After three postponements, the public gets a chance Wednesday to comment on a controversial proposal for a French-themed golf retreat on Lake Coeur d’Alene.
A Kootenai County examiner is having a public hearing for Chateau de Loire, a 500-luxury-home project with a private 18-hole golf course, spa and amphitheater overlooking Moscow Bay.
“I’m happy to get it to hearing,” said project manager Gary Young. “I think we’ve met all the requirements, and I feel good about it.”
Las Vegas-based Kirk-Hughes Development has revised the plan from an initial proposal that was rejected by the county in 2006. As a way to reduce traffic on state Highway 97, it no longer includes commercial features, such as a convenience store, boutique shops and cafes. The company also will build a permanent overpass across Highway 97, which bisects the nearly 600-acre former Flying Arrow Ranch property.
The revised plan would increase the number of residential units in the gated project to no more than 500, a mix of about 270 houses and 230 condos. That’s 25 more units than in the original proposal.
Yet many neighbors and Kootenai County residents remain opposed to the project, which would become the third gated golf retreat on the lake after the Club at Black Rock and Gozzer Ranch.
“Build fantasyland somewhere else,” Harrison resident Jim Whipple wrote to the county, including his concerns about traffic and destruction of the area’s rural culture.
As of Aug. 23, the county had received 83 comments, of which 65 were opposed.
Trish Hanson, of Coeur d’Alene, supports Chateau de Loire.
“I believe it is an important asset to the community, bringing in more tax dollars and revenue to the job industry,” she wrote.
Kirk-Hughes Development made changes to the project after reaching an agreement with the county allowing the company to file a new plan for Chateau de Loire and receive an expedited public hearing schedule.

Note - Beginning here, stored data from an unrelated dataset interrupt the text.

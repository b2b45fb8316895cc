use std::collections::HashMap;
use std::future::Future;
use std::pin::Pin;
use std::sync::Arc;
use std::time::Duration;

use serde::{Deserialize, Serialize};
use serde_json::{Map, Value};

use crate::engine::{Compiler, EngineFactory, PassThrough, ScriptEngine};
use crate::error::CapabilityError;
use crate::executor::Executor;
use crate::mailbox::DEFAULT_CAPACITY;
use crate::protocol::CapabilityNames;

pub type CapabilityFuture = Pin<Box<dyn Future<Output = anyhow::Result<Value>> + Send>>;

/// Host function reachable from the sandbox. Receives the call arguments as
/// a JSON array.
pub type Capability = Arc<dyn Fn(Value) -> CapabilityFuture + Send + Sync>;

/// How the sandbox calls a capability
#[derive(Debug, Clone, Copy, PartialEq, Eq, Hash)]
pub enum Convention {
    /// Blocks the sandbox thread until the host replies
    Sync,
    Async,
}

/// Name of the capability backing the sandbox console
pub const LOG_CAPABILITY: &str = "log";

#[derive(Default)]
pub(crate) struct HostCapabilities {
    table: HashMap<String, (Convention, Capability)>,
}

impl HostCapabilities {
    pub fn get(&self, convention: Convention, name: &str) -> Option<Capability> {
        self.table
            .get(name)
            .filter(|(registered, _)| *registered == convention)
            .map(|(_, capability)| capability.clone())
    }

    fn names_of(&self, convention: Convention) -> Vec<String> {
        let mut names: Vec<String> = self
            .table
            .iter()
            .filter(|(_, (registered, _))| *registered == convention)
            .map(|(name, _)| name.clone())
            .collect();
        names.sort();
        names
    }

    pub fn names(&self) -> CapabilityNames {
        CapabilityNames {
            sync: self.names_of(Convention::Sync),
            asynchronous: self.names_of(Convention::Async),
        }
    }
}

fn log_line(params: Value) -> CapabilityFuture {
    Box::pin(async move {
        let line = params.get(0).and_then(Value::as_str).unwrap_or_default();
        log::info!(target: "sandbox", "{}", line.trim_end());
        Ok(Value::Null)
    })
}

#[derive(Serialize, Deserialize, Debug, Clone, PartialEq, Eq)]
#[serde(default)]
pub struct ExecutorConfig {
    /// Deadline for a single execution, from dispatch to result
    pub timeout_ms: u64,
    /// Largest synchronous reply the mailbox can carry
    pub mailbox_capacity: usize,
    /// Replace the sandbox after a timeout. Off by default: the timed-out
    /// execution keeps running and its late result is dropped.
    pub restart_on_timeout: bool,
}

impl Default for ExecutorConfig {
    fn default() -> Self {
        Self {
            timeout_ms: 30_000,
            mailbox_capacity: DEFAULT_CAPACITY,
            restart_on_timeout: false,
        }
    }
}

impl ExecutorConfig {
    pub fn timeout(&self) -> Duration {
        Duration::from_millis(self.timeout_ms)
    }
}

/// Everything an [`Executor`] needs, assembled by [`ExecutorBuilder`]
pub(crate) struct ExecutorParts {
    pub config: ExecutorConfig,
    pub props: Map<String, Value>,
    pub capabilities: Arc<HostCapabilities>,
    pub compiler: Arc<dyn Compiler>,
    pub engine: EngineFactory,
}

pub struct ExecutorBuilder {
    config: ExecutorConfig,
    props: Map<String, Value>,
    capabilities: HostCapabilities,
    duplicate: Option<String>,
    compiler: Arc<dyn Compiler>,
    engine: Option<EngineFactory>,
}

impl Default for ExecutorBuilder {
    fn default() -> Self {
        Self {
            config: ExecutorConfig::default(),
            props: Map::new(),
            capabilities: HostCapabilities::default(),
            duplicate: None,
            compiler: Arc::new(PassThrough),
            engine: None,
        }
    }
}

impl ExecutorBuilder {
    pub fn new() -> Self {
        Self::default()
    }

    pub fn config(mut self, config: ExecutorConfig) -> Self {
        self.config = config;
        self
    }

    /// A read-only property of the sandbox call context
    pub fn prop(mut self, name: impl Into<String>, value: impl Into<Value>) -> Self {
        self.props.insert(name.into(), value.into());
        self
    }

    pub fn compiler(mut self, compiler: impl Compiler + 'static) -> Self {
        self.compiler = Arc::new(compiler);
        self
    }

    pub fn engine<E, F>(mut self, factory: F) -> Self
    where
        E: ScriptEngine + 'static,
        F: Fn() -> E + Send + Sync + 'static,
    {
        self.engine = Some(Arc::new(move || Box::new(factory()) as Box<dyn ScriptEngine>));
        self
    }

    fn register<F, Fut>(mut self, convention: Convention, name: impl Into<String>, f: F) -> Self
    where
        F: Fn(Value) -> Fut + Send + Sync + 'static,
        Fut: Future<Output = anyhow::Result<Value>> + Send + 'static,
    {
        let name = name.into();
        if self.capabilities.table.contains_key(&name) {
            log::warn!("Host capability `{name}` registered twice");
            self.duplicate.get_or_insert(name);
            return self;
        }

        let capability: Capability = Arc::new(move |params: Value| -> CapabilityFuture {
            Box::pin(f(params))
        });
        self.capabilities.table.insert(name, (convention, capability));
        self
    }

    /// Register a capability the sandbox calls with the blocking convention.
    /// The handler itself may still be asynchronous on the host.
    pub fn add_sync_fn<F, Fut>(self, name: impl Into<String>, f: F) -> Self
    where
        F: Fn(Value) -> Fut + Send + Sync + 'static,
        Fut: Future<Output = anyhow::Result<Value>> + Send + 'static,
    {
        self.register(Convention::Sync, name, f)
    }

    pub fn add_async_fn<F, Fut>(self, name: impl Into<String>, f: F) -> Self
    where
        F: Fn(Value) -> Fut + Send + Sync + 'static,
        Fut: Future<Output = anyhow::Result<Value>> + Send + 'static,
    {
        self.register(Convention::Async, name, f)
    }

    /// Start the executor and its first sandbox. Must be called inside a
    /// tokio runtime.
    pub fn build(self) -> Result<Executor, CapabilityError> {
        Ok(Executor::start(self.into_parts()?))
    }

    pub(crate) fn into_parts(self) -> Result<ExecutorParts, CapabilityError> {
        if let Some(name) = self.duplicate {
            return Err(CapabilityError::DuplicateName(name));
        }
        let engine = self.engine.ok_or(CapabilityError::MissingEngine)?;

        let mut capabilities = self.capabilities;
        if !capabilities.table.contains_key(LOG_CAPABILITY) {
            let log: Capability = Arc::new(log_line);
            capabilities
                .table
                .insert(LOG_CAPABILITY.to_owned(), (Convention::Async, log));
        }

        Ok(ExecutorParts {
            config: self.config,
            props: self.props,
            capabilities: Arc::new(capabilities),
            compiler: self.compiler,
            engine,
        })
    }
}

In exchange, the company dropped a court appeal of the county’s denial to 1st District Court, which alleged the commission’s action was discriminatory and unsupported.
The public hearing has been postponed three times from its original April date.
Initially, Kirk-Hughes Development asked for more time for public agencies to comment. Then the county postponed the hearing to give the newly hired planning director time to take charge. In July, the hearing was postponed again because the developer gave neighbors incorrect information in notices of the meetings.
The company has said that the delays are costing money, including $135,000 in expenses ranging from engineering services to a $25,000 forfeited consulting fee. The owner wrote in July that the company has jumped through “unreasonable hoops” and been required to do more than any other developer in the history of the county.
Twice the company unsuccessfully asked a judge to intervene to speed up the process.